Electric vehicles (EVs) are not taking off quite as expected, and if sales numbers don't start turning around, this could spell long-term trouble for the industry, according to a new report from The Detroit News.

Back in 2009, the Obama administration awarded $2.4 billion in stimulus grants for EVs and advanced batteries. The investment seemed promising, since gas costs continued climbing. Who wouldn't want an EV in the days of paying $5 per gallon?

The answer is, apparently, most people. Pushing EV adoption has been difficult for a few reasons, including cost (despite huge federal tax credits and incentives, EVs are more expensive than gas vehicles), slow deployment of charging infrastructure and battery worries.

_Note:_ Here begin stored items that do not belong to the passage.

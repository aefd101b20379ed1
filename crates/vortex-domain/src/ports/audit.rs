//! Audit sink port.

use async_trait::async_trait;

/// Append-only audit logging.
///
/// Critical events are persisted synchronously before this call returns;
/// everything else is enqueued for the background batcher. Failures are
/// logged internally; audit logging never fails the request path.
#[async_trait]
pub trait AuditSink: Send + Sync {
    /// Record one event
    async fn log_event(&self, event_type: &str, data: serde_json::Value);
}
//! Hybrid RBAC + ABAC access control.
//!
//! RBAC grants the baseline per role; ABAC overlays refine or override it:
//! team isolation, business-hours restriction for contractors, and the
//! break-the-glass escape hatch. `check_permission` is the sole public entry
//! point and always returns a human-readable reason for the audit trail.

use std::collections::HashSet;

use chrono::{NaiveTime, Timelike};
use derive_more::Display;

use vortex_domain::constants::auth::SERVICE_WHITELIST;
use vortex_domain::entities::Role;
use vortex_domain::value_objects::{AuthMethod, UserContext};

/// Actions a caller can request on a resource.
#[derive(Debug, Clone, Copy, PartialEq, Eq, Hash, Display)]
pub enum ResourceAction {
    /// Read stored documents
    #[display("read")]
    Read,
    /// Create or update documents
    #[display("write")]
    Write,
    /// Delete documents or collections
    #[display("delete")]
    Delete,
    /// Run search queries
    #[display("search")]
    Search,
    /// Administer user accounts
    #[display("manage_users")]
    ManageUsers,
    /// Change runtime configuration
    #[display("manage_config")]
    ManageConfig,
    /// Read audit logs
    #[display("view_audit")]
    ViewAudit,
    /// Bulk data export
    #[display("export_data")]
    ExportData,
}

/// Attributes of the resource being accessed.
#[derive(Debug, Clone, Default)]
pub struct Resource {
    /// Collection the action targets, when applicable
    pub collection: Option<String>,
    /// Owning team tag, when applicable
    pub team: Option<String>,
}

/// The RBAC + ABAC policy evaluator.
pub struct AccessControl {
    service_whitelist: HashSet<String>,
    business_hours: (NaiveTime, NaiveTime),
}

impl Default for AccessControl {
    fn default() -> Self {
        Self::new()
    }
}

impl AccessControl {
    /// Evaluator with the default service whitelist and 09:00–18:00
    /// business hours.
    #[must_use]
    pub fn new() -> Self {
        Self {
            service_whitelist: SERVICE_WHITELIST.iter().map(|s| (*s).to_owned()).collect(),
            business_hours: (
                NaiveTime::from_hms_opt(9, 0, 0).unwrap_or_default(),
                NaiveTime::from_hms_opt(18, 0, 0).unwrap_or_default(),
            ),
        }
    }

    /// Check whether the caller may perform `action` on `resource`.
    /// Returns the decision and a reason string for audit.
    #[must_use]
    pub fn check_permission(
        &self,
        ctx: &UserContext,
        resource: &Resource,
        action: ResourceAction,
    ) -> (bool, String) {
        self.check_permission_at(ctx, resource, action, now_local_time())
    }

    /// Same as [`AccessControl::check_permission`] with an explicit wall
    /// clock, for deterministic evaluation.
    #[must_use]
    pub fn check_permission_at(
        &self,
        ctx: &UserContext,
        resource: &Resource,
        action: ResourceAction,
        now: NaiveTime,
    ) -> (bool, String) {
        // Service-to-service trust is a whitelist, then plain RBAC.
        if ctx.auth == AuthMethod::ApiKey {
            if !self.service_whitelist.contains(&ctx.user_id) {
                tracing::warn!(service = %ctx.user_id, "unknown service denied");
                return (false, "unknown_service".to_owned());
            }
            if rbac_allows(Role::Service, action) {
                return (true, format!("service_auth:{}", ctx.user_id));
            }
            return (false, format!("rbac_denied:{}", Role::Service));
        }

        let rbac_allowed = rbac_allows(ctx.role, action);

        if let Some((decision, reason)) = self.check_abac(ctx, resource, now) {
            return (decision, reason);
        }

        if rbac_allowed {
            (true, format!("rbac:{}", ctx.role))
        } else {
            (false, format!("rbac_denied:{}", ctx.role))
        }
    }

    /// ABAC overlays; `Some` short-circuits the RBAC fallback.
    fn check_abac(
        &self,
        ctx: &UserContext,
        resource: &Resource,
        now: NaiveTime,
    ) -> Option<(bool, String)> {
        // Team isolation: non-admins with a team attribute only touch
        // resources of their own team or "public".
        if ctx.role != Role::Admin
            && let Some(resource_team) = &resource.team
            && resource_team != "public"
            && ctx.team.as_deref() != Some(resource_team.as_str())
        {
            return Some((
                false,
                format!(
                    "abac:team_mismatch(user={}, res={resource_team})",
                    ctx.team.as_deref().unwrap_or("none")
                ),
            ));
        }

        // Contractors are denied outside business hours.
        if ctx.is_contractor {
            let (start, end) = self.business_hours;
            if now < start || now > end {
                return Some((false, "abac:outside_business_hours".to_owned()));
            }
        }

        // Break-the-glass: grants, with a warn-level trace for the audit log.
        if ctx.emergency_access {
            tracing::warn!(user = %ctx.user_id, "EMERGENCY ACCESS used");
            return Some((true, "abac:emergency_access".to_owned()));
        }

        None
    }
}

fn rbac_allows(role: Role, action: ResourceAction) -> bool {
    use ResourceAction as A;
    match role {
        Role::Admin => true,
        Role::Engineer => matches!(action, A::Read | A::Write | A::Delete | A::Search),
        Role::Analyst => matches!(action, A::Read | A::Search),
        Role::Viewer => matches!(action, A::Read),
        Role::Service => matches!(action, A::Read | A::Write),
        Role::Guest => matches!(action, A::Read | A::Search),
    }
}

fn now_local_time() -> NaiveTime {
    let now = chrono::Local::now();
    NaiveTime::from_hms_opt(now.hour(), now.minute(), now.second()).unwrap_or_default()
}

Right now, the federal tax credit is $7,500 per EV in the U.S. President Barack Obama has proposed upping this figure to $10,000 in order to make EVs more affordable. He also proposed a $1 billion budget for speeding up EV deployment and charging infrastructure in 15 communities.

Despite these efforts, and the fact that EVs can lessen the U.S.' dependence on foreign oil and reduce global warming, there was one issue that likely scared many customers off: lithium ion battery problems.

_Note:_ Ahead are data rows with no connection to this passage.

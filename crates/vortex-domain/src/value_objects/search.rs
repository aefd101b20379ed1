//! Search result and fusion value objects.

use derive_more::Display;
use serde::{Deserialize, Serialize};

use crate::constants::search::{
    DEFAULT_DENSE_WEIGHT, DEFAULT_SPARSE_WEIGHT, DEFAULT_SPLADE_WEIGHT,
};

use super::vectors::Payload;

/// A chunk-level hit returned by the vector store.
#[derive(Debug, Clone, Serialize, Deserialize)]
pub struct SearchHit {
    /// Point ID as a string
    pub id: String,
    /// Backend score (similarity or BM25-style)
    pub score: f64,
    /// Stored payload
    pub payload: Payload,
}

/// A document-level result after chunk collapse and fusion.
#[derive(Debug, Clone, Serialize, Deserialize)]
pub struct ScoredDocument {
    /// Content-hash ID of the logical document
    pub db_id: String,
    /// Final ranking score (fused, possibly reranked/boosted)
    pub score: f64,
    /// Mean of the contributing chunk scores (pre-rerank)
    pub avg_score: f64,
    /// Document title when present in the payload
    pub title: Option<String>,
    /// Collection the document came from
    pub collection: String,
    /// Representative payload (one contributing chunk)
    pub payload: Payload,
}

/// Score fusion strategy.
#[derive(Debug, Clone, Copy, PartialEq, Eq, Serialize, Deserialize, Display)]
#[serde(rename_all = "snake_case")]
pub enum FusionStrategy {
    /// Min-max normalized weighted sum
    #[display("weighted")]
    Weighted,
    /// Reciprocal rank fusion
    #[display("rrf")]
    ReciprocalRank,
}

/// Per-signal fusion weights.
#[derive(Debug, Clone, Copy, PartialEq, Serialize, Deserialize)]
pub struct FusionWeights {
    /// Dense signal weight
    pub dense: f64,
    /// BM25 sparse signal weight
    pub sparse: f64,
    /// SPLADE signal weight
    pub splade: f64,
}

impl Default for FusionWeights {
    fn default() -> Self {
        Self {
            dense: DEFAULT_DENSE_WEIGHT,
            sparse: DEFAULT_SPARSE_WEIGHT,
            splade: DEFAULT_SPLADE_WEIGHT,
        }
    }
}

impl FusionWeights {
    /// Derive weights from a single `alpha` knob: `alpha` goes to the dense
    /// signal, the remainder is split between sparse and SPLADE in their
    /// default proportions.
    #[must_use]
    pub fn from_alpha(alpha: f64) -> Self {
        let alpha = alpha.clamp(0.0, 1.0);
        let rest = 1.0 - alpha;
        let sparse_share =
            DEFAULT_SPARSE_WEIGHT / (DEFAULT_SPARSE_WEIGHT + DEFAULT_SPLADE_WEIGHT);
        Self {
            dense: alpha,
            sparse: rest * sparse_share,
            splade: rest * (1.0 - sparse_share),
        }
    }
}

/// Per-request tuning overrides accepted by the pipeline.
#[derive(Debug, Clone, Default, Serialize, Deserialize)]
pub struct SearchTuning {
    /// Dense/sparse balance shortcut (overrides `weights`)
    pub alpha: Option<f64>,
    /// Explicit fusion weights
    pub weights: Option<FusionWeights>,
    /// Fusion strategy override
    pub strategy: Option<FusionStrategy>,
    /// Toggle the cross-encoder rerank stage
    pub use_reranker: Option<bool>,
    /// Toggle the recency boost stage
    pub date_boost: Option<bool>,
}

/// Collection metadata surfaced by status endpoints.
#[derive(Debug, Clone, Serialize, Deserialize)]
pub struct CollectionInfo {
    /// Collection name
    pub name: String,
    /// Number of stored points
    pub points_count: u64,
    /// Dense vector dimensionality, when known
    pub vector_size: Option<usize>,
    /// Backend-reported status string
    pub status: String,
}

/// Snapshot metadata.
#[derive(Debug, Clone, Serialize, Deserialize)]
pub struct SnapshotInfo {
    /// Snapshot name (backend-assigned)
    pub name: String,
    /// Collection the snapshot belongs to
    pub collection: String,
    /// Local filesystem path or backend location
    pub path: String,
    /// Creation timestamp (RFC 3339)
    pub created_at: String,
}
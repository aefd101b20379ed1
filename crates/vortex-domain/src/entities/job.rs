//! Background jobs tracked in the durable job table.

use derive_more::Display;
use serde::{Deserialize, Serialize};
use uuid::Uuid;

use crate::error::Error;

/// The kind of work a job performs.
#[derive(Debug, Clone, Copy, PartialEq, Eq, Hash, Serialize, Deserialize, Display)]
#[serde(rename_all = "snake_case")]
pub enum JobType {
    /// Walk a folder of JSON/JSONL files and upsert its documents
    #[display("batch_upsert")]
    BatchUpsert,
    /// Upsert an inline batch of documents
    #[display("upsert_batch_docs")]
    UpsertBatchDocs,
    /// Create a collection with the given dense size
    #[display("create_collection")]
    CreateCollection,
    /// Refit the BM25 model from a corpus tree; at most one active at a time
    #[display("bm25_retrain")]
    Bm25Retrain,
    /// Create a backend snapshot of a collection
    #[display("create_snapshot")]
    CreateSnapshot,
}

impl JobType {
    /// String form stored in the `type` column
    #[must_use]
    pub fn as_str(&self) -> &'static str {
        match self {
            Self::BatchUpsert => "batch_upsert",
            Self::UpsertBatchDocs => "upsert_batch_docs",
            Self::CreateCollection => "create_collection",
            Self::Bm25Retrain => "bm25_retrain",
            Self::CreateSnapshot => "create_snapshot",
        }
    }

    /// Only one queued/running job of these types may exist at a time
    #[must_use]
    pub fn is_exclusive(&self) -> bool {
        matches!(self, Self::Bm25Retrain)
    }
}

impl std::str::FromStr for JobType {
    type Err = Error;

    fn from_str(s: &str) -> Result<Self, Self::Err> {
        match s {
            "batch_upsert" => Ok(Self::BatchUpsert),
            "upsert_batch_docs" => Ok(Self::UpsertBatchDocs),
            "create_collection" => Ok(Self::CreateCollection),
            "bm25_retrain" => Ok(Self::Bm25Retrain),
            "create_snapshot" => Ok(Self::CreateSnapshot),
            other => Err(Error::invalid_request(format!("Unknown job type: {other}"))),
        }
    }
}

/// Lifecycle status of a job.
#[derive(Debug, Clone, Copy, PartialEq, Eq, Serialize, Deserialize, Display)]
#[serde(rename_all = "lowercase")]
pub enum JobStatus {
    /// Waiting for a worker
    #[display("queued")]
    Queued,
    /// Currently executing
    #[display("running")]
    Running,
    /// Finished successfully
    #[display("completed")]
    Completed,
    /// Terminated with an error
    #[display("failed")]
    Failed,
}

impl JobStatus {
    /// String form stored in the `status` column
    #[must_use]
    pub fn as_str(&self) -> &'static str {
        match self {
            Self::Queued => "queued",
            Self::Running => "running",
            Self::Completed => "completed",
            Self::Failed => "failed",
        }
    }

    /// Returns `true` once the job can no longer change state
    #[must_use]
    pub fn is_terminal(&self) -> bool {
        matches!(self, Self::Completed | Self::Failed)
    }
}

impl std::str::FromStr for JobStatus {
    type Err = Error;

    fn from_str(s: &str) -> Result<Self, Self::Err> {
        match s {
            "queued" => Ok(Self::Queued),
            "running" => Ok(Self::Running),
            "completed" => Ok(Self::Completed),
            "failed" => Ok(Self::Failed),
            other => Err(Error::invalid_request(format!(
                "Unknown job status: {other}"
            ))),
        }
    }
}

/// A durable job row.
#[derive(Debug, Clone, Serialize, Deserialize)]
pub struct Job {
    /// Job ID
    pub id: Uuid,
    /// What the job does
    pub job_type: JobType,
    /// Opaque job parameters
    pub payload: serde_json::Value,
    /// Current lifecycle status
    pub status: JobStatus,
    /// Last status message
    pub message: Option<String>,
    /// Progress 0..=100; monotonic within a single run
    pub progress: f64,
    /// Creation time (epoch seconds)
    pub created_at: f64,
    /// Last update time (epoch seconds)
    pub updated_at: f64,
}

impl Job {
    /// Create a queued job with the given parameters
    #[must_use]
    pub fn new(job_type: JobType, payload: serde_json::Value, now: f64) -> Self {
        Self {
            id: Uuid::new_v4(),
            job_type,
            payload,
            status: JobStatus::Queued,
            message: Some("Waiting for worker".to_owned()),
            progress: 0.0,
            created_at: now,
            updated_at: now,
        }
    }
}

/// Summary counts of jobs grouped by status.
#[derive(Debug, Clone, Default, Serialize, Deserialize)]
pub struct JobCounts {
    /// Jobs waiting to start
    pub queued: u64,
    /// Actively running jobs
    pub running: u64,
    /// Successfully completed jobs
    pub completed: u64,
    /// Failed jobs
    pub failed: u64,
}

One such instance was the Chevrolet Volt's battery fire in May 2011, where a Chevrolet Volt underwent a series of tests at the National Highway Traffic Safety Administration (NHTSA) facility in Wisconsin. Three weeks after a side-impact crash test on May 12, the Volt caught fire while parked in the testing center.

Fisker Automotive has recalled its EV batteries for the Karma due to recent troubles, and the Nissan Leaf recently experienced some issues with the Arizona heat.

2012 Chevrolet Volt plug-in and 2012 Nissan Leaf sales have been all over the map over the past year. In 2011, 7,671 Volts were sold while 9,674 Leafs were sold. From January to September 2012, Leaf sales dropped to 5,212 while Volt sales jumped to 16,348.

According to The Detroit News, this is because the Volt has an auxiliary gas engine that kicks in when the battery is drained. To some degree, it still relies on gas, and the U.S. just isn't ready to take gas completely out of the equation yet.

Nissan hoped to sell 20,000 Leafs this year, but clearly, that is unlikely to happen.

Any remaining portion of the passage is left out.